When he reached his palace in Buda he summoned Egon Vàsàrhely and related what had passed.
His nephew heard in silence.
‘Your Eminence erred in your judgment of Wanda,’ he said at length. ‘She would never make her wrongs, whatever they be, public, nor seek for dissolution of her marriage. She may repent it, but she will repent it in solitude.’
‘If the marriage be so sacred in her eyes,’ said the angry prelate, ‘let her continue to live with her husband. She has been a law to herself; she has parted from him; where is the wifely submission there? Where the sanctity of the immutable bond?’
‘Perhaps some day she will bid him return,’ said Vàsàrhely, whose features were very grave and pale.
‘She could forget this fatal folly like a bad dream,’ continued the Cardinal, unheeding. ‘She could begin a new life; she could wed with you.’
‘Your Eminence mistakes,’ said Vàsàrhely, abruptly. ‘Though that man were dead ten times over, Wanda would never wed with me — nor I with her.’
‘You are both wiser than the wisdom and holier than the holiness of the Church,’ said the incensed ecclesiastic, with boundless scorn.
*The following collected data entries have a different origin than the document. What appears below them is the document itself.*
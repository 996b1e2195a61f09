use alloy_primitives::{TxKind, B256};
use alloy_provider::{Provider, ProviderBuilder, RootProvider};
use alloy_rpc_types::{TransactionInput, TransactionRequest};
use alloy_transport::BoxTransport;
use async_trait::async_trait;
use kestrel_evm::{EstimateRequest, EvmQuery};
use kestrel_primitives::{Error, Result};
use tracing::debug;
use url::Url;

/// EVM JSON-RPC endpoint.
pub struct EvmRpcClient {
    provider: RootProvider<BoxTransport>,
}

impl EvmRpcClient {
    pub async fn connect(url: &Url) -> Result<Self> {
        let provider = ProviderBuilder::new()
            .on_builtin(url.as_str())
            .await
            .map_err(|e| Error::remote(format!("evm rpc {url}"), e))?;
        Ok(Self { provider })
    }
}

fn transaction_request(request: EstimateRequest) -> TransactionRequest {
    TransactionRequest {
        from: Some(request.from),
        to: Some(request.to.map_or(TxKind::Create, TxKind::Call)),
        value: Some(request.value),
        input: TransactionInput::new(request.input),
        ..Default::default()
    }
}

#[async_trait]
impl EvmQuery for EvmRpcClient {
    async fn estimate_gas(&self, request: EstimateRequest) -> Result<u64> {
        let tx = transaction_request(request);
        let gas = self
            .provider
            .estimate_gas(&tx)
            .await
            .map_err(|e| Error::remote("eth_estimateGas", e))?;
        debug!(gas, "Estimated gas");
        Ok(gas)
    }

    async fn send_raw_transaction(&self, raw: Vec<u8>) -> Result<B256> {
        let pending = self
            .provider
            .send_raw_transaction(&raw)
            .await
            .map_err(|e| Error::remote("eth_sendRawTransaction", e))?;
        Ok(*pending.tx_hash())
    }
}
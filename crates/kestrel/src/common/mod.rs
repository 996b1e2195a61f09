use std::path::{Path, PathBuf};

use clap::Parser;
use kestrel_cli_runner::CliContext;
use kestrel_client::{ClientConfig, TxClient};
use kestrel_keyring::{Keyring, KEYRING_FILENAME};
use kestrel_primitives::{KeyAlgo, PrivateKey};
use kestrel_tx::{SignMode, TxOptions};
use tracing::debug;

use consts::{DEFAULT_CONFIG_FILENAME, DEFAULT_ROOT_DIR};

pub mod consts;

#[derive(Debug, Parser, Clone)]
pub struct DatadirCliArgs {
    #[arg(
        long,
        global = true,
        value_name = "DIR",
        help = "Directory holding the keyring and the default config. Defaults to ~/.kestrel."
    )]
    data_dir: Option<PathBuf>,
}

impl DatadirCliArgs {
    pub fn get_data_dir(&self) -> PathBuf {
        self.data_dir.clone().unwrap_or_else(|| {
            dirs::home_dir()
                .map(|home| home.join(DEFAULT_ROOT_DIR))
                .unwrap_or_else(|| PathBuf::from("."))
        })
    }
}

/// What every command shares: the loaded client config and the data directory.
#[derive(Clone, Debug)]
pub struct CliEnv {
    pub config: ClientConfig,
    pub data_dir: PathBuf,
}

impl CliEnv {
    /// Load `config`, or `{data_dir}/config.yml` when present, or the defaults.
    pub fn load(config: Option<&Path>, data_dir: PathBuf) -> eyre::Result<Self> {
        let default_path = data_dir.join(DEFAULT_CONFIG_FILENAME);
        let config = match config {
            Some(path) => ClientConfig::load(path)?,
            None if default_path.exists() => ClientConfig::load(&default_path)?,
            None => ClientConfig::default(),
        };
        debug!(data_dir = %data_dir.display(), chain_id = %config.chain_id, "Loaded config");
        Ok(Self { config, data_dir })
    }

    /// The keyring in the data directory; empty when none was saved yet.
    pub fn keyring(&self) -> eyre::Result<Keyring> {
        if self.data_dir.join(KEYRING_FILENAME).exists() {
            Ok(Keyring::open(&self.data_dir)?)
        } else {
            Ok(Keyring::default())
        }
    }

    /// A client bound to the interrupt token; offline clients never open a connection.
    pub async fn client(
        &self,
        ctx: &CliContext,
        options: TxOptions,
        offline: bool,
    ) -> eyre::Result<TxClient> {
        let client = if offline {
            TxClient::new(self.config.clone(), options)
        } else {
            TxClient::connect(self.config.clone(), options).await?
        };
        Ok(client.with_cancellation(ctx.cancel.clone()))
    }
}

#[derive(Debug, Parser, Clone, Default)]
pub struct KeyCliArgs {
    #[arg(
        long,
        value_name = "NAME",
        conflicts_with = "private_key_file",
        help = "Sign with this keyring key."
    )]
    from: Option<String>,

    #[arg(
        long,
        value_name = "PATH",
        help = "Sign with the hex private key in this file."
    )]
    private_key_file: Option<PathBuf>,
}

impl KeyCliArgs {
    pub fn private_key(&self, env: &CliEnv) -> eyre::Result<Option<PrivateKey>> {
        if let Some(name) = &self.from {
            return Ok(Some(env.keyring()?.get(name)?.private_key()?));
        }
        match &self.private_key_file {
            Some(path) => Ok(Some(read_private_key(path, env.config.key_algo)?)),
            None => Ok(None),
        }
    }
}

fn read_private_key(path: &Path, algo: KeyAlgo) -> eyre::Result<PrivateKey> {
    let secret = kestrel_keyring::read_secret_string(path)
        .map_err(|e| eyre::eyre!("private key file {}: {e}", path.display()))?;
    Ok(PrivateKey::from_hex(algo, secret.as_str())?)
}

#[derive(Debug, Parser, Clone, Default)]
pub struct TxCliArgs {
    #[arg(long, value_name = "CHAIN_ID", help = "Overrides the configured chain id.")]
    pub chain_id: Option<String>,

    #[arg(long, requires = "sequence", help = "Skip the account lookup.")]
    pub account_number: Option<u64>,

    #[arg(long, help = "Account sequence, or the EVM nonce.")]
    pub sequence: Option<u64>,

    #[arg(long, help = "Gas limit. Simulated or defaulted when absent.")]
    pub gas_limit: Option<String>,

    #[arg(long, help = "Gas price, with or without the denomination.")]
    pub gas_price: Option<String>,

    #[arg(long, help = "Multiplier applied to simulated gas.")]
    pub gas_adjustment: Option<String>,

    #[arg(long, value_name = "AMOUNT", help = "Fixed fee amount in the configured denomination.")]
    pub fees: Option<String>,

    #[arg(long, value_name = "MODE", help = "direct or amino-json.")]
    pub sign_mode: Option<SignMode>,

    #[arg(long, default_value = "")]
    pub memo: String,

    #[arg(long, value_name = "PATH", help = "Also write the resulting document here.")]
    pub output_document: Option<PathBuf>,

    #[arg(long, help = "Never contact a node.")]
    pub offline: bool,
}

impl TxCliArgs {
    pub fn options(&self, key: Option<PrivateKey>) -> TxOptions {
        let defaults = TxOptions::default();
        TxOptions {
            private_key: key,
            account_number: self.account_number,
            sequence: self.sequence,
            gas_limit: self.gas_limit.clone(),
            gas_price: self.gas_price.clone().unwrap_or(defaults.gas_price),
            gas_adjustment: self
                .gas_adjustment
                .clone()
                .unwrap_or(defaults.gas_adjustment),
            fee_amount: self.fees.clone(),
            sign_mode: self.sign_mode.unwrap_or(defaults.sign_mode),
            memo: self.memo.clone(),
            chain_id: self.chain_id.clone().unwrap_or_default(),
            output_document: self.output_document.clone(),
            ..defaults
        }
    }
}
He was accustomed to bend human volition like a willow wand in his hand.
When she herself had left the terrace where she had parted from the prelate, having accompanied him there in that stately etiquette which, though she had been dying, habit would have compelled her to observe in every detail, she had turned with a sense of intolerable pain from the sunshine of the September day.
It was a pretty scene that stretched before her, the children standing bareheaded, the household hushed and kneeling still where the mighty dignitary of the Mother Church had given them his benediction; the gold embroideries and rich colours of the liveries glowing in the light; the white mules and the scarlet-clothed attendants of the Cardinal passing down the avenue of oaks, with the immediate background of the darksome yews, and, further, the flushed foliage of the forests and the shine of the snow peaks; but to her it was fraught with unendurable associations. The central figure was missing from it which for so many years had graced all pageants and conducted all ceremonies there. It was the sole time since the exile of her husband that there had been any arrival or departure at Hohenszalras.
She had been compelled to receive the Cardinal with all due state and observance, and the oppressiveness of his three days’ sojourn had worn and wearied her.
‘I would sooner receive five emperors than one Churchman,’ she said to the Princess. ‘We are far from the days of the Apostles!’
‘Christ must be honoured in His Vicars,’ said the Princess, coldly, and with disapprobation chill on all her features.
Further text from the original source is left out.